A thermosiphon is a passive circulation loop for water or other fluids driven by temperature-induced density differences — no pump, no moving parts. Warmer water is less dense and rises; cooler water sinks and displaces it. With the right geometry, the loop sustains itself as long as a temperature differential exists.
In Baer's archive the thermosiphon is not incidental — it is the mechanism that makes "no electricity for cooling" possible. Kayatekin's 2025 paper identifies the double-play thermosiphon as Baer's central contribution, seeded in the late 1960s and still evolving at his death in May 2024.
Density-driven circulation requires two things: a temperature differential and a closed loop oriented so that the warmer fluid can rise and the cooler fluid can fall.
[roof radiator / absorber]
↑ hot rises
| ← cooled water returns down
[storage tank / ceiling reservoir]
For cooling (the dominant use in the archive): the roof radiator is physically higher than the interior storage. At night, radiation to the sky cools the roof panel. Cooler water is denser, sinks, and displaces warmer water from the tank upward to the roof. The loop runs continuously without a pump until temperatures equalize.
For heating (south-wall variant): an absorber is lower than the ceiling tank. Solar gain warms the absorber, water rises to the tank, cooler water returns down. Because the absorber cannot drain back (it sits below the tank), it must be freeze-tolerant.
Self-regulation: During summer days the roof surface is too hot from direct sun for thermosiphon to begin — it would move hot water into the building. Circulation simply stops. No valve, no control, no electricity. This is a feature, not a limitation.
The Cool Cell's two primary modes run by thermosiphon:
The Cool Cell brochure describes the summer-day state as: "Roof-mounted radiator/absorbers are too hot from the sun for thermosiphon circulation — no solar gain enters the system." Self-regulation at no cost.
Baer's field test, described in the NMSEA SunPaper: a 30-gallon plastic drum above the shower, gravity-fed, with thermosiphon lines running down to unglazed rooftop collectors. Sky Mat polypropylene panels produced warm showers through icy January weather in Albuquerque (high 46°F). This is a domestic-scale, pump-free implementation using only height difference and density.

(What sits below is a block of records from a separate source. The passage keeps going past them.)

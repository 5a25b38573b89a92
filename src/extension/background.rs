//! Background service: records tab reports and answers popup queries.

use std::sync::Arc;

use tracing::{debug, info, warn};

use super::channel::{MessageProcessor, Reply, RuntimeEvent};
use super::messages::{ExtensionMessage, MessageSender, TabId, TrackersResponse};
use super::store::{EntryKind, TabReportStore};
use crate::detection::CanvasInterceptionEvent;
use crate::report::{AnalysisReport, BrowserInfo, ExportReport, ReportBuilder};

/// Handles runtime events against a [`TabReportStore`].
pub struct BackgroundService {
    store: Arc<TabReportStore>,
}

impl Default for BackgroundService {
    fn default() -> Self {
        Self::new(Arc::new(TabReportStore::new()))
    }
}

impl BackgroundService {
    pub fn new(store: Arc<TabReportStore>) -> Self {
        Self { store }
    }

    pub fn store(&self) -> &Arc<TabReportStore> {
        &self.store
    }

    /// Handles one runtime message.
    ///
    /// Only `GET_TRACKERS` produces a reply. Reports from senders without a
    /// tab are dropped.
    pub fn handle_message(&self, message: ExtensionMessage, sender: &MessageSender) -> Reply {
        match message {
            ExtensionMessage::TrackerDetected { data } => {
                let Some(tab_id) = sender.tab_id() else {
                    warn!("Ignoring TRACKER_DETECTED without a sender tab");
                    return None;
                };
                debug!(
                    "Tab {}: page report for {} ({} third-party domain(s))",
                    tab_id,
                    data.url(),
                    data.summary().total_third_party_domains
                );
                self.store.append(tab_id, EntryKind::PageReport, data);
                None
            }
            ExtensionMessage::CanvasFingerprint { data } => {
                let Some(tab_id) = sender.tab_id() else {
                    warn!("Ignoring CANVAS_FINGERPRINT without a sender tab");
                    return None;
                };
                debug!("Tab {}: canvas {} detected", tab_id, data.method);
                let entry = self.canvas_entry(data, sender);
                self.store.append(tab_id, EntryKind::CanvasOnly, entry);
                None
            }
            ExtensionMessage::GetTrackers { tab_id } => Some(TrackersResponse {
                trackers: self.store.get(tab_id),
            }),
        }
    }

    /// Wraps a canvas observation in its own report entry.
    fn canvas_entry(&self, event: CanvasInterceptionEvent, sender: &MessageSender) -> AnalysisReport {
        let url = event
            .url
            .clone()
            .filter(|url| !url.is_empty())
            .or_else(|| sender.tab_url().map(str::to_string))
            .unwrap_or_default();
        let timestamp = event.timestamp.unwrap_or_else(|| self.store.clock().now());

        AnalysisReport::new(url, timestamp).with_canvas_detections(vec![event])
    }

    /// Forgets everything recorded for a closed tab.
    pub fn on_tab_removed(&self, tab_id: TabId) {
        let removed = self.store.remove(tab_id);
        debug!("Tab {} closed, dropped {} entr(ies)", tab_id, removed);
    }

    pub fn handle_event(&self, event: RuntimeEvent) -> Reply {
        match event {
            RuntimeEvent::Message { message, sender } => self.handle_message(message, &sender),
            RuntimeEvent::TabRemoved { tab_id } => {
                self.on_tab_removed(tab_id);
                None
            }
        }
    }

    /// Builds the export for a tab from its merged latest report.
    pub fn export(
        &self,
        tab_id: TabId,
        tab_url: Option<&str>,
        browser: BrowserInfo,
        extension_version: &str,
    ) -> ExportReport {
        let mut builder = ReportBuilder::new()
            .latest(self.store.merged_latest(tab_id))
            .browser(browser)
            .extension_version(extension_version)
            .clock(Arc::clone(self.store.clock()));
        if let Some(url) = tab_url {
            builder = builder.fallback_url(url);
        }
        builder.build()
    }

    /// Serves events until every channel handle is dropped.
    pub async fn run(self: Arc<Self>, mut processor: MessageProcessor) {
        info!("Background service started");
        processor
            .process(|event| {
                let service = Arc::clone(&self);
                async move { service.handle_event(event) }
            })
            .await;
        info!("Background service stopped");
    }
}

12 polypropylene Sky Mat radiator/absorbers (127 sq ft) on a garage roof cooled a 236 sq ft studio through 95°F summer days. Circulation was by thermosiphon — no pump. Storage: 42 vertical 4″ PVC drain pipes holding 200 gallons with 300 sq ft of surface area. Davis: "great satisfaction: no noise, no fan and no added moisture."

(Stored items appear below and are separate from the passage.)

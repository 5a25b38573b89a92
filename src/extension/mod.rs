//! Extension layer.
//!
//! Models the browser extension's three contexts around the detection
//! engine: the content script analyzing each page, the background service
//! keeping an append-only report log per tab, and the popup reading it back.
//! Contexts talk through typed [`messages`] over a [`channel`].
//!
//! # Submodules
//!
//! - [`messages`] - Runtime message contract
//! - [`channel`] - Async message bus between contexts
//! - [`store`] - Per-tab report log
//! - [`background`] - Message handling and tab lifecycle
//! - [`content`] - Live-document analysis and canvas monitoring
//! - [`popup`] - Popup view model

pub mod background;
pub mod channel;
pub mod content;
pub mod messages;
pub mod popup;
pub mod store;

pub use background::BackgroundService;
pub use channel::{ChannelError, MessageChannel, MessageProcessor, RuntimeEvent};
pub use content::{ContentScript, ContentScriptError};
pub use messages::{ExtensionMessage, MessageSender, SenderTab, TabId, TrackersResponse};
pub use popup::PopupView;
pub use store::{EntryKind, StoredEntry, TabReportStore};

This is the most thoroughly documented thermosiphon installation in the archive.
Baer's on-camera claim in the Drop City documentary (c. 2002):
"It took advantage of the buoyancy of warmed air to power the cycle that took the warmth through the rocks, store the heat in the rocks, and then curl could open a little door. It was the first convective air loop rock storage system that worked, that I know of. This is still a darn good way to use the sun. Nothing wears out."
The system: south-facing slope of a dome, solar collectors made from salvaged car rear windows, river rocks as thermal mass, natural air convection driving the loop. No water — an air thermosiphon. A resident describes the dome as "perfect for solar panels" and says "Steve's idea was to get river rocks." This predates the Baer House (1971) and the water-based systems by several years, and is the archive's earliest documented Baer solar installation.
Nick Pine's 1995 Usenet post quotes Sunspots (1979 Cloudburst ed.) on air-loop rock storage systems — the Sunspots chapter likely describes the same principle formalized from the Drop City experiment.
The October 1973 issues of the Tribal Messenger describe low-temperature-difference engines using immiscible liquid pairs and buoyant bubbles — an early thermosiphon-adjacent idea. The same density-driven logic appears here, formalized into a heat engine rather than a building system.
Pool-heater cooling is the archive's clearest example of thermosiphon's limits. Pool collectors present too much flow resistance for passive circulation to overcome. A small pump and controls are required. The comparison with the Cool Cell (which needs no pump for cooling) is explicit in the source: "the pool collector has too much flow resistance for thermosiphon."
Flow resistance is the practical constraint. Short, large-diameter water paths with modest height differences are thermosiphon-compatible; long runs with many fittings or small-bore tubing are not.
The archive returns to thermosiphon across five decades for the same reasons:
This aligns with the archive's broader argument: passive systems are more durable than active ones because durability is structural, not mechanical.